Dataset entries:
==========

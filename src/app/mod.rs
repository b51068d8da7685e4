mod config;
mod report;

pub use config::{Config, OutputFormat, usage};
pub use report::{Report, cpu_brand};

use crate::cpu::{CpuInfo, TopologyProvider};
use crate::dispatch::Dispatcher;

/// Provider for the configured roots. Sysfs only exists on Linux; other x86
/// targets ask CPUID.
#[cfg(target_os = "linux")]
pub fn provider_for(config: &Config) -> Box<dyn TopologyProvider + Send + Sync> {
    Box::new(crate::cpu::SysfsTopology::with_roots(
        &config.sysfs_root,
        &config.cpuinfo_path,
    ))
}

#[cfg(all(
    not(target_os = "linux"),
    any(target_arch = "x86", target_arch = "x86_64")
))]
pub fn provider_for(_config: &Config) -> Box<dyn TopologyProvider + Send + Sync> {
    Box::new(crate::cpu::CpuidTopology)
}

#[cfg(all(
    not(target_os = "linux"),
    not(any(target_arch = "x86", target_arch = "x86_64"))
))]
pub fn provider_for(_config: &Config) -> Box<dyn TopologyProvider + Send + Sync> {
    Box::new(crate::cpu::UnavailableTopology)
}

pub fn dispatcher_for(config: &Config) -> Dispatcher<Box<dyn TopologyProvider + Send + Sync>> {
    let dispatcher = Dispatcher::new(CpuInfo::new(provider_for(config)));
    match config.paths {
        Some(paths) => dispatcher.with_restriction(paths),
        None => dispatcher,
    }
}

==========

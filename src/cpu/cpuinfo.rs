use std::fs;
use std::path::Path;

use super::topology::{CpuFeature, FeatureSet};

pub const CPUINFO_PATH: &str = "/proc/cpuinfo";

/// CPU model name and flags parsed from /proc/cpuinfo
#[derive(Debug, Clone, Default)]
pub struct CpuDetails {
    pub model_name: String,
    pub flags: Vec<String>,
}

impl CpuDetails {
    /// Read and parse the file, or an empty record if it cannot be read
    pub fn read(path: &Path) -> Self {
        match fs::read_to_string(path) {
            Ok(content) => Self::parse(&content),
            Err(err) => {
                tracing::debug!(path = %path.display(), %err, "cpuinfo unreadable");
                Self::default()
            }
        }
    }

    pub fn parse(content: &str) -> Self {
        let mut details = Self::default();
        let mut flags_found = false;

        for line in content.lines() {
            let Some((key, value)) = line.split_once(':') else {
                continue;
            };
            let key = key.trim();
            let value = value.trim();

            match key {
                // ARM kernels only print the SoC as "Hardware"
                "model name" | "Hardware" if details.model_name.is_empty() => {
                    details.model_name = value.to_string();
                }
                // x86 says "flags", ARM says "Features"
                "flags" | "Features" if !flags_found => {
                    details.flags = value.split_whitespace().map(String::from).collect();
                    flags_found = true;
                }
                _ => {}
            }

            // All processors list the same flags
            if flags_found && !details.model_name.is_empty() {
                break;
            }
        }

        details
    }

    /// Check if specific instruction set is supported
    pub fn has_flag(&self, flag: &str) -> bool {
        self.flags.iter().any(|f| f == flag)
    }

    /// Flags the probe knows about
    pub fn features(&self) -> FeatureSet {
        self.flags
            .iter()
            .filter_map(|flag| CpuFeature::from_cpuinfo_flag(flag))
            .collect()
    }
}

==========

Directions:
As listed above, the lines from the line with "filename src/app/mod.rs" to the line with "use crate::dispatch::Dispatcher;" are to be echoed exactly, with both ends included and nothing added.

Response:
filename src/app/mod.rs
repository b51068d8da7685e4
mod config;
mod report;

pub use config::{Config, OutputFormat, usage};
pub use report::{Report, cpu_brand};

use crate::cpu::{CpuInfo, TopologyProvider};
use crate::dispatch::Dispatcher;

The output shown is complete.